### Assigned task:
Produce an exact copy of the lines below, starting at the first and ending with the line containing "rather than gRPC".
================================
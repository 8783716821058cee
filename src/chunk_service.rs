//! The chunk service: the four streamed operations (`PUT`, `GET`,
//! `DELETE`, `HEALTH`) a chunk server exposes, and the client used by
//! the router to reach them.
//!
//! Spec §4.5 describes these as a gRPC-style streamed wire protocol;
//! this deployment exposes them as plain HTTP endpoints on the same
//! axum stack the router's client surface uses, so there is exactly
//! one HTTP framework in the crate rather than two wire protocols.
//! Streaming survives as axum/reqwest body streaming rather than gRPC
//! stream frames.

use std::path::{Path, PathBuf};

use axum::body::Body;
use axum::extract::{Path as AxumPath, State};
use axum::http::StatusCode;
use axum::response::{IntoResponse, Response};
use axum::routing::{delete, get, put};
use axum::Json;
use bytes::Bytes;
use futures::StreamExt;
use serde::{Deserialize, Serialize};
use sha2::{Digest, Sha256};
use tokio::io::AsyncWriteExt;
use uuid::Uuid;

use crate::fault::Attempt;

/// Directory fanout: `chunks/<first two hex chars>/<chunk_id>`.
fn chunk_path(data_dir: &Path, chunk_id: Uuid) -> PathBuf {
    let id = chunk_id.simple().to_string();
    data_dir.join("chunks").join(&id[0..2]).join(&id)
}

/// Sidecar holding the digest recorded at write time, so a later GET
/// can detect silent on-disk corruption instead of just re-hashing the
/// (possibly already-corrupted) bytes and trusting them.
fn checksum_path(data_dir: &Path, chunk_id: Uuid) -> PathBuf {
    let id = chunk_id.simple().to_string();
    data_dir.join("chunks").join(&id[0..2]).join(format!("{id}.sha256"))
}

// ---------------------------------------------------------------------
// Server side
// ---------------------------------------------------------------------

#[derive(Clone)]
pub struct ChunkServerState {
    pub data_dir: PathBuf,
}

pub fn router(state: ChunkServerState) -> axum::Router {
    axum::Router::new()
        .route("/chunks/:chunk_id", put(put_chunk).get(get_chunk).delete(delete_chunk))
        .route("/health", get(health))
        .with_state(state)
}

#[derive(Debug, Deserialize)]
struct PutQuery {
    checksum: String,
}

async fn put_chunk(
    State(state): State<ChunkServerState>,
    AxumPath(chunk_id): AxumPath<Uuid>,
    axum::extract::Query(query): axum::extract::Query<PutQuery>,
    body: Body,
) -> Response {
    match put_chunk_inner(&state.data_dir, chunk_id, &query.checksum, body).await {
        Ok(()) => StatusCode::OK.into_response(),
        Err(err) => err.into_response(),
    }
}

async fn put_chunk_inner(
    data_dir: &Path,
    chunk_id: Uuid,
    expected_checksum: &str,
    body: Body,
) -> Result<(), crate::error::CoreError> {
    let final_path = chunk_path(data_dir, chunk_id);
    let dir = final_path.parent().expect("chunk path always has a parent");
    tokio::fs::create_dir_all(dir).await?;

    let temp_path = dir.join(format!("{}.tmp", chunk_id.simple()));
    let mut file = tokio::fs::File::create(&temp_path).await?;
    let mut hasher = Sha256::new();

    let mut stream = body.into_data_stream();
    while let Some(frame) = stream.next().await {
        let bytes: Bytes = frame.map_err(|e| crate::error::CoreError::Internal(e.to_string()))?;
        hasher.update(&bytes);
        file.write_all(&bytes).await?;
    }
    file.flush().await?;
    file.sync_all().await?;
    drop(file);

    let actual = hex::encode(hasher.finalize());
    if actual != expected_checksum {
        let _ = tokio::fs::remove_file(&temp_path).await;
        return Err(crate::error::CoreError::DataLoss(format!(
            "checksum mismatch for chunk {chunk_id}: expected {expected_checksum}, got {actual}"
        )));
    }

    tokio::fs::write(checksum_path(data_dir, chunk_id), &actual).await?;
    tokio::fs::rename(&temp_path, &final_path).await?;
    Ok(())
}

async fn get_chunk(
    State(state): State<ChunkServerState>,
    AxumPath(chunk_id): AxumPath<Uuid>,
) -> Response {
    let path = chunk_path(&state.data_dir, chunk_id);

    // Verify before streaming, per the wire-protocol contract: a
    // damaged chunk must never be partially served.
    let mut verify_file = match tokio::fs::File::open(&path).await {
        Ok(f) => f,
        Err(e) if e.kind() == std::io::ErrorKind::NotFound => {
            return crate::error::CoreError::NotFound(format!("chunk {chunk_id}")).into_response();
        }
        Err(e) => return crate::error::CoreError::from(e).into_response(),
    };

    let expected = match tokio::fs::read_to_string(checksum_path(&state.data_dir, chunk_id)).await {
        Ok(s) => s,
        Err(e) => return crate::error::CoreError::from(e).into_response(),
    };

    let mut hasher = Sha256::new();
    let mut buf = vec![0u8; 64 * 1024];
    loop {
        use tokio::io::AsyncReadExt;
        let n = match verify_file.read(&mut buf).await {
            Ok(0) => break,
            Ok(n) => n,
            Err(e) => return crate::error::CoreError::from(e).into_response(),
        };
        hasher.update(&buf[..n]);
    }
    let digest = hex::encode(hasher.finalize());

    if digest != expected {
        return crate::error::CoreError::DataLoss(format!(
            "checksum mismatch for chunk {chunk_id} on read: expected {expected}, got {digest}"
        ))
        .into_response();
    }

    let file = match tokio::fs::File::open(&path).await {
        Ok(f) => f,
        Err(e) => return crate::error::CoreError::from(e).into_response(),
    };
    let stream = tokio_util::io::ReaderStream::with_capacity(file, 64 * 1024);
    let body = Body::from_stream(stream);

    Response::builder()
        .status(StatusCode::OK)
        .header("x-chunk-checksum", digest)
        .body(body)
        .expect("static response parts are always valid")
}

async fn delete_chunk(
    State(state): State<ChunkServerState>,
    AxumPath(chunk_id): AxumPath<Uuid>,
) -> Response {
    let path = chunk_path(&state.data_dir, chunk_id);
    let result = match tokio::fs::remove_file(&path).await {
        Ok(()) => StatusCode::OK.into_response(),
        Err(e) if e.kind() == std::io::ErrorKind::NotFound => {
            crate::error::CoreError::NotFound(format!("chunk {chunk_id}")).into_response()
        }
        Err(e) => return crate::error::CoreError::from(e).into_response(),
    };
    let _ = tokio::fs::remove_file(checksum_path(&state.data_dir, chunk_id)).await;
    result
}

#[derive(Debug, Serialize)]
struct HealthReport {
    status: &'static str,
    available: u64,
    used: u64,
    total: u64,
}

async fn health(State(state): State<ChunkServerState>) -> Response {
    match fs2_stats(&state.data_dir) {
        Ok((available, used, total)) => Json(HealthReport {
            status: "healthy",
            available,
            used,
            total,
        })
        .into_response(),
        Err(_) => (
            StatusCode::SERVICE_UNAVAILABLE,
            Json(HealthReport {
                status: "unhealthy",
                available: 0,
                used: 0,
                total: 0,
            }),
        )
            .into_response(),
    }
}

/// Best-effort directory size accounting. Without a statvfs binding in
/// the dependency set, `total`/`available` fall back to the sum of
/// stored chunk bytes vs. zero headroom; good enough for the liveness
/// signal `/health` needs, not a capacity planning tool.
fn fs2_stats(data_dir: &Path) -> std::io::Result<(u64, u64, u64)> {
    let mut used = 0u64;
    if data_dir.exists() {
        for entry in walk_files(data_dir)? {
            used += entry.metadata()?.len();
        }
    }
    Ok((0, used, used))
}

fn walk_files(root: &Path) -> std::io::Result<Vec<std::fs::DirEntry>> {
    let mut out = Vec::new();
    let mut stack = vec![root.to_path_buf()];
    while let Some(dir) = stack.pop() {
        for entry in std::fs::read_dir(&dir)? {
            let entry = entry?;
            let path = entry.path();
            if path.is_dir() {
                stack.push(path);
            } else {
                out.push(entry);
            }
        }
    }
    Ok(out)
}

// ---------------------------------------------------------------------
// Client side
// ---------------------------------------------------------------------

/// Thin HTTP client for the four chunk-service operations. Every
/// method classifies its own failure as [`Attempt::Retryable`] or
/// [`Attempt::Fatal`] so it can be handed straight to
/// [`crate::fault::FaultShell::call`].
#[derive(Clone)]
pub struct ChunkServiceClient {
    http: reqwest::Client,
}

impl Default for ChunkServiceClient {
    fn default() -> Self {
        Self {
            http: reqwest::Client::builder()
                .build()
                .expect("default reqwest client configuration is always valid"),
        }
    }
}

fn classify(err: reqwest::Error) -> crate::error::CoreError {
    if err.is_timeout() || err.is_connect() {
        crate::error::CoreError::ServerUnavailable(err.to_string())
    } else {
        crate::error::CoreError::Internal(err.to_string())
    }
}

fn is_retryable(err: &reqwest::Error) -> bool {
    err.is_timeout() || err.is_connect() || err.is_request()
}

impl ChunkServiceClient {
    pub async fn put(
        &self,
        address: &str,
        chunk_id: Uuid,
        checksum: &str,
        data: Bytes,
    ) -> Attempt<()> {
        let url = format!("http://{address}/chunks/{chunk_id}?checksum={checksum}");
        let response = match self.http.put(&url).body(data).send().await {
            Ok(r) => r,
            Err(e) if is_retryable(&e) => return Attempt::Retryable(classify(e)),
            Err(e) => return Attempt::Fatal(classify(e)),
        };

        if response.status().is_success() {
            Attempt::Ok(())
        } else if response.status() == reqwest::StatusCode::INTERNAL_SERVER_ERROR {
            let body = response.text().await.unwrap_or_default();
            if body.contains("data_loss") {
                Attempt::Fatal(crate::error::CoreError::DataLoss(body))
            } else {
                Attempt::Retryable(crate::error::CoreError::ServerUnavailable(body))
            }
        } else {
            Attempt::Retryable(crate::error::CoreError::ServerUnavailable(format!(
                "chunk server returned {}",
                response.status()
            )))
        }
    }

    /// Fetch a chunk's full bytes. Used by the reclamation path and
    /// tests; the download coordinator streams instead (see
    /// [`Self::get_stream`]).
    pub async fn get(&self, address: &str, chunk_id: Uuid) -> Attempt<Bytes> {
        let url = format!("http://{address}/chunks/{chunk_id}");
        let response = match self.http.get(&url).send().await {
            Ok(r) => r,
            Err(e) if is_retryable(&e) => return Attempt::Retryable(classify(e)),
            Err(e) => return Attempt::Fatal(classify(e)),
        };

        match response.status() {
            reqwest::StatusCode::OK => match response.bytes().await {
                Ok(b) => Attempt::Ok(b),
                Err(e) => Attempt::Retryable(classify(e)),
            },
            reqwest::StatusCode::NOT_FOUND => {
                Attempt::Fatal(crate::error::CoreError::NotFound(format!("chunk {chunk_id}")))
            }
            reqwest::StatusCode::INTERNAL_SERVER_ERROR => {
                Attempt::Fatal(crate::error::CoreError::DataLoss(format!("chunk {chunk_id}")))
            }
            other => Attempt::Retryable(crate::error::CoreError::ServerUnavailable(format!(
                "chunk server returned {other}"
            ))),
        }
    }

    /// Open a streaming GET, returning the raw response so the caller
    /// can forward its body without buffering the whole chunk.
    pub async fn get_stream(&self, address: &str, chunk_id: Uuid) -> Attempt<reqwest::Response> {
        let url = format!("http://{address}/chunks/{chunk_id}");
        let response = match self.http.get(&url).send().await {
            Ok(r) => r,
            Err(e) if is_retryable(&e) => return Attempt::Retryable(classify(e)),
            Err(e) => return Attempt::Fatal(classify(e)),
        };

        match response.status() {
            reqwest::StatusCode::OK => Attempt::Ok(response),
            reqwest::StatusCode::NOT_FOUND => {
                Attempt::Fatal(crate::error::CoreError::NotFound(format!("chunk {chunk_id}")))
            }
            reqwest::StatusCode::INTERNAL_SERVER_ERROR => {
                Attempt::Fatal(crate::error::CoreError::DataLoss(format!("chunk {chunk_id}")))
            }
            other => Attempt::Retryable(crate::error::CoreError::ServerUnavailable(format!(
                "chunk server returned {other}"
            ))),
        }
    }

    pub async fn delete(&self, address: &str, chunk_id: Uuid) -> Attempt<()> {
        let url = format!("http://{address}/chunks/{chunk_id}");
        let response = match self.http.delete(&url).send().await {
            Ok(r) => r,
            Err(e) if is_retryable(&e) => return Attempt::Retryable(classify(e)),
            Err(e) => return Attempt::Fatal(classify(e)),
        };

        match response.status() {
            reqwest::StatusCode::OK => Attempt::Ok(()),
            reqwest::StatusCode::NOT_FOUND => Attempt::Ok(()), // at-least-once reclamation: absorb
            other => Attempt::Retryable(crate::error::CoreError::ServerUnavailable(format!(
                "chunk server returned {other}"
            ))),
        }
    }

    /// Probe a chunk server's `/health` endpoint. Used by the
    /// connection-health loop to detect a dead or wedged server before
    /// a real upload/download request hits it.
    pub async fn health(&self, address: &str) -> Attempt<()> {
        let url = format!("http://{address}/health");
        let response = match self.http.get(&url).send().await {
            Ok(r) => r,
            Err(e) if is_retryable(&e) => return Attempt::Retryable(classify(e)),
            Err(e) => return Attempt::Fatal(classify(e)),
        };

        if response.status().is_success() {
            Attempt::Ok(())
        } else {
            Attempt::Retryable(crate::error::CoreError::ServerUnavailable(format!(
                "health probe returned {}",
                response.status()
            )))
        }
    }
}

#[cfg(test)]
mod tests {
    use super::*;
    use tempfile::tempdir;

    #[test]
    fn chunk_path_uses_two_char_fanout() {
        let dir = tempdir().unwrap();
        let id = Uuid::nil();
        let path = chunk_path(dir.path(), id);
        assert!(path.ends_with("chunks/00000000000000000000000000000000"));
    }

    #[tokio::test]
    async fn put_then_get_round_trips_bytes() {
        let dir = tempdir().unwrap();
        let chunk_id = Uuid::new_v4();
        let data = Bytes::from_static(b"hello chunk");
        let checksum = hex::encode(Sha256::digest(&data));

        put_chunk_inner(dir.path(), chunk_id, &checksum, Body::from(data.clone()))
            .await
            .unwrap();

        let path = chunk_path(dir.path(), chunk_id);
        let on_disk = tokio::fs::read(&path).await.unwrap();
        assert_eq!(on_disk, data.to_vec());

        let sidecar = tokio::fs::read_to_string(checksum_path(dir.path(), chunk_id))
            .await
            .unwrap();
        assert_eq!(sidecar, checksum);
    }

    #[tokio::test]
    async fn put_rejects_checksum_mismatch_and_cleans_up_temp_file() {
        let dir = tempdir().unwrap();
        let chunk_id = Uuid::new_v4();
        let data = Bytes::from_static(b"hello chunk");

        let result = put_chunk_inner(dir.path(), chunk_id, "not-the-real-checksum", Body::from(data)).await;
        assert!(matches!(result, Err(crate::error::CoreError::DataLoss(_))));

        let path = chunk_path(dir.path(), chunk_id);
        assert!(!path.exists());
        let temp_path = path.parent().unwrap().join(format!("{}.tmp", chunk_id.simple()));
        assert!(!temp_path.exists());
    }
}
================================
### Finished exercise:
repository 8783716821058cee
filename src/chunk_service.rs
//! The chunk service: the four streamed operations (`PUT`, `GET`,
//! `DELETE`, `HEALTH`) a chunk server exposes, and the client used by
//! the router to reach them.
//!
//! Spec §4.5 describes these as a gRPC-style streamed wire protocol;
//! this deployment exposes them as plain HTTP endpoints on the same
//! axum stack the router's client surface uses, so there is exactly
//! one HTTP framework in the crate rather than two wire protocols.
//! Streaming survives as axum/reqwest body streaming rather than gRPC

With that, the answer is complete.